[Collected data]
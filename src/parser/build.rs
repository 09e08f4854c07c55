//! Statement-tree builder
//!
//! Turns the generic statement tree into the typed parsed schema tree,
//! enforcing per-keyword argument kinds, sub-statement multiplicity,
//! mandatory and must-be-first rules, version gates, and the relative
//! ordering of module-body groups.

use crate::error::{Error, Result, ValidationError};
use crate::keywords::{ArgKind, BodyGroup, Keyword};
use crate::names;
use crate::parser::stmt::Statement;
use crate::parser::tables::{substmt_rules, FIRST, MANDATORY, UNIQUE, V11};
use crate::schema::parsed::*;

/// Build a parsed module or submodule from its top-level statement
pub fn build_module(stmt: &Statement) -> Result<Module> {
    let root = stmt.fixed_keyword();
    if root != Some(Keyword::Module) && root != Some(Keyword::Submodule) {
        return Err(Error::Denied(format!(
            "expected a module or submodule, got '{}'",
            stmt.keyword
        )));
    }

    let version = scan_version(stmt)?;
    let mut builder = Builder {
        version,
        path: Vec::new(),
    };
    builder.parse_module(stmt)
}

/// Determine the language version before the main pass, so version gates
/// can be enforced while walking.
fn scan_version(stmt: &Statement) -> Result<YangVersion> {
    match stmt.child_arg(Keyword::YangVersion) {
        None => Ok(YangVersion::V1_0),
        Some("1") => Ok(YangVersion::V1_0),
        Some("1.1") => Ok(YangVersion::V1_1),
        Some(other) => Err(Error::Validation(
            ValidationError::new("unsupported yang-version").with_offending(other),
        )),
    }
}

struct Builder {
    version: YangVersion,
    path: Vec<String>,
}
//! Identity derivation graph
//!
//! Identities form a DAG, not a tree: an identity may name several bases
//! (YANG 1.1). The graph spans every module in the Context; lookup keys
//! are `(module-name, identity-name)` pairs.

use crate::error::{Error, Result};
use std::collections::{HashMap, HashSet};

/// Lookup key of an identity: `(module-name, identity-name)`
pub type IdentityKey = (String, String);

/// One node of the identity graph
#[derive(Debug, Clone, Default)]
pub struct IdentityNode {
    /// Direct bases
    pub bases: Vec<IdentityKey>,
    /// Direct derivations (reverse edges)
    pub derived: Vec<IdentityKey>,
}

/// The identity derivation DAG
#[derive(Debug, Clone, Default)]
pub struct IdentityGraph {
    nodes: HashMap<IdentityKey, IdentityNode>,
}

impl IdentityGraph {
    /// Create an empty graph
    pub fn new() -> Self {
        Self::default()
    }

    /// Whether the graph holds an identity
    pub fn contains(&self, key: &IdentityKey) -> bool {
        self.nodes.contains_key(key)
    }

    /// Declare an identity (bases are linked separately)
    pub fn declare(&mut self, key: IdentityKey) {
        self.nodes.entry(key).or_default();
    }

    /// Link an identity to one of its bases.
    ///
    /// Both ends must have been declared; an unknown base is an
    /// unresolved-reference error.
    pub fn link(&mut self, identity: &IdentityKey, base: &IdentityKey) -> Result<()> {
        if !self.nodes.contains_key(base) {
            return Err(Error::Unresolved(format!(
                "base identity '{}:{}' of '{}:{}' is not known",
                base.0, base.1, identity.0, identity.1
            )));
        }
        self.nodes
            .get_mut(identity)
            .ok_or_else(|| Error::Internal("identity linked before declaration".into()))?
            .bases
            .push(base.clone());
        self.nodes
            .get_mut(base)
            .unwrap()
            .derived
            .push(identity.clone());
        Ok(())
    }

    /// Detect derivation cycles. A cycle is fatal.
    pub fn detect_cycles(&self) -> Result<()> {
        let mut finished: HashSet<&IdentityKey> = HashSet::new();

        for start in self.nodes.keys() {
            if finished.contains(start) {
                continue;
            }
            let mut on_path: HashSet<&IdentityKey> = HashSet::new();
            self.visit(start, &mut on_path, &mut finished)?;
        }
        Ok(())
    }

    fn visit<'a>(
        &'a self,
        key: &'a IdentityKey,
        on_path: &mut HashSet<&'a IdentityKey>,
        finished: &mut HashSet<&'a IdentityKey>,
    ) -> Result<()> {
        if finished.contains(key) {
            return Ok(());
        }
        if !on_path.insert(key) {
            return Err(Error::Denied(format!(
                "identity '{}:{}' is cyclically derived",
                key.0, key.1
            )));
        }
        if let Some(node) = self.nodes.get(key) {
            for base in &node.bases {
                self.visit(base, on_path, finished)?;
            }
        }
        on_path.remove(key);
        finished.insert(key);
        Ok(())
    }

    /// Whether `identity` equals `base` or any of its ancestors equals
    /// `base`
    pub fn is_derived_from(&self, identity: &IdentityKey, base: &IdentityKey) -> bool {
        if identity == base {
            return true;
        }
        let mut stack: Vec<&IdentityKey> = match self.nodes.get(identity) {
            Some(node) => node.bases.iter().collect(),
            None => return false,
        };
        let mut seen: HashSet<&IdentityKey> = HashSet::new();
        while let Some(current) = stack.pop() {
            if current == base {
                return true;
            }
            if seen.insert(current) {
                if let Some(node) = self.nodes.get(current) {
                    stack.extend(node.bases.iter());
                }
            }
        }
        false
    }

    /// All identities transitively derived from `base`, excluding `base`
    pub fn derived_of(&self, base: &IdentityKey) -> Vec<IdentityKey> {
        let mut result = Vec::new();
        let mut stack: Vec<&IdentityKey> = match self.nodes.get(base) {
            Some(node) => node.derived.iter().collect(),
            None => return result,
        };
        let mut seen: HashSet<&IdentityKey> = HashSet::new();
        while let Some(current) = stack.pop() {
            if seen.insert(current) {
                result.push(current.clone());
                if let Some(node) = self.nodes.get(current) {
                    stack.extend(node.derived.iter());
                }
            }
        }
        result
    }
}

#[cfg(test)]
mod tests {
    use super::*;

    fn key(name: &str) -> IdentityKey {
        ("m".to_string(), name.to_string())
    }

    fn chain() -> IdentityGraph {
        // c -> b -> a
        let mut graph = IdentityGraph::new();
        graph.declare(key("a"));
        graph.declare(key("b"));
        graph.declare(key("c"));
        graph.link(&key("b"), &key("a")).unwrap();
        graph.link(&key("c"), &key("b")).unwrap();
        graph
    }

    #[test]
    fn test_derivation_chain() {
        let graph = chain();
        assert!(graph.is_derived_from(&key("c"), &key("a")));
        assert!(graph.is_derived_from(&key("c"), &key("b")));
        assert!(graph.is_derived_from(&key("a"), &key("a")));
        assert!(!graph.is_derived_from(&key("a"), &key("c")));
        assert!(!graph.is_derived_from(&key("b"), &key("c")));
    }

    #[test]
    fn test_multiple_bases() {
        let mut graph = chain();
        graph.declare(key("d"));
        graph.link(&key("d"), &key("a")).unwrap();
        graph.link(&key("d"), &key("c")).unwrap();

        assert!(graph.is_derived_from(&key("d"), &key("a")));
        assert!(graph.is_derived_from(&key("d"), &key("b")));
        assert!(graph.detect_cycles().is_ok());
    }

    #[test]
    fn test_unknown_base_rejected() {
        let mut graph = IdentityGraph::new();
        graph.declare(key("x"));
        let err = graph.link(&key("x"), &key("missing")).unwrap_err();
        assert!(matches!(err, Error::Unresolved(_)));
    }

    #[test]
    fn test_cycle_detection() {
        let mut graph = chain();
        // close the loop: a -> c
        graph.link(&key("a"), &key("c")).unwrap();
        let err = graph.detect_cycles().unwrap_err();
        assert!(matches!(err, Error::Denied(_)));
        assert!(format!("{}", err).contains("cyclically derived"));
    }

    #[test]
    fn test_derived_of() {
        let graph = chain();
        let mut derived = graph.derived_of(&key("a"));
        derived.sort();
        assert_eq!(derived, vec![key("b"), key("c")]);
        assert!(graph.derived_of(&key("c")).is_empty());
    }
}
//! Error types for yangschema
//!
//! This module defines all error types used throughout the library.
//! Every fallible operation returns [`Result`]; diagnostics are emitted
//! once at the point of detection and carry a schema-path breadcrumb.

use std::fmt;
use thiserror::Error;

/// Result type alias using yangschema Error
pub type Result<T> = std::result::Result<T, Error>;

/// Main error type for yangschema operations
#[derive(Error, Debug)]
pub enum Error {
    /// Allocation failure; always fatal to the operation
    #[error("memory error: {0}")]
    Memory(String),

    /// Malformed input in either surface form
    #[error("syntax error: {0}")]
    Syntax(#[from] SyntaxError),

    /// Input is well-formed but violates a YANG rule
    #[error("validation error: {0}")]
    Validation(#[from] ValidationError),

    /// A reference cannot be bound (import, leafref target, base identity)
    #[error("unresolved reference: {0}")]
    Unresolved(String),

    /// Shape is legal YANG but semantically rejected
    #[error("denied: {0}")]
    Denied(String),

    /// Invariant violated in the core; indicates a library bug
    #[error("internal error: {0}")]
    Internal(String),
}

impl Error {
    /// The schema-path breadcrumb attached to this error, if any
    pub fn path(&self) -> Option<&str> {
        match self {
            Error::Validation(e) => e.path.as_deref(),
            _ => None,
        }
    }
}

/// Syntax error with source position
#[derive(Debug, Clone)]
pub struct SyntaxError {
    /// Error message
    pub message: String,
    /// Line in the source (1-based)
    pub line: usize,
    /// Column in the source (1-based)
    pub column: usize,
}

impl SyntaxError {
    /// Create a new syntax error
    pub fn new(message: impl Into<String>) -> Self {
        Self {
            message: message.into(),
            line: 0,
            column: 0,
        }
    }

    /// Set the source position
    pub fn at(mut self, line: usize, column: usize) -> Self {
        self.line = line;
        self.column = column;
        self
    }
}

impl fmt::Display for SyntaxError {
    fn fmt(&self, f: &mut fmt::Formatter<'_>) -> fmt::Result {
        if self.line > 0 {
            write!(
                f,
                "{} at line {} column {}",
                self.message, self.line, self.column
            )
        } else {
            write!(f, "{}", self.message)
        }
    }
}

impl std::error::Error for SyntaxError {}

/// YANG rule violation with schema context
#[derive(Debug, Clone)]
pub struct ValidationError {
    /// Error message
    pub message: String,
    /// Schema-path breadcrumb `/<module>:<node>/...`
    pub path: Option<String>,
    /// Offending statement or value, verbatim
    pub offending: Option<String>,
}

impl ValidationError {
    /// Create a new validation error
    pub fn new(message: impl Into<String>) -> Self {
        Self {
            message: message.into(),
            path: None,
            offending: None,
        }
    }

    /// Set the schema path at which the rule was violated
    pub fn with_path(mut self, path: impl Into<String>) -> Self {
        self.path = Some(path.into());
        self
    }

    /// Set the offending statement or value
    pub fn with_offending(mut self, offending: impl Into<String>) -> Self {
        self.offending = Some(offending.into());
        self
    }
}

impl fmt::Display for ValidationError {
    fn fmt(&self, f: &mut fmt::Formatter<'_>) -> fmt::Result {
        write!(f, "{}", self.message)?;

        if let Some(ref offending) = self.offending {
            write!(f, " (value: '{}')", offending)?;
        }

        if let Some(ref path) = self.path {
            write!(f, " [path: {}]", path)?;
        }

        Ok(())
    }
}

impl std::error::Error for ValidationError {}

→ **Problem requirements**
Using the entries, return every line where the word "library" can be found.

→ **Task response**
//! This module defines all error types used throughout the library.
    /// Invariant violated in the core; indicates a library bug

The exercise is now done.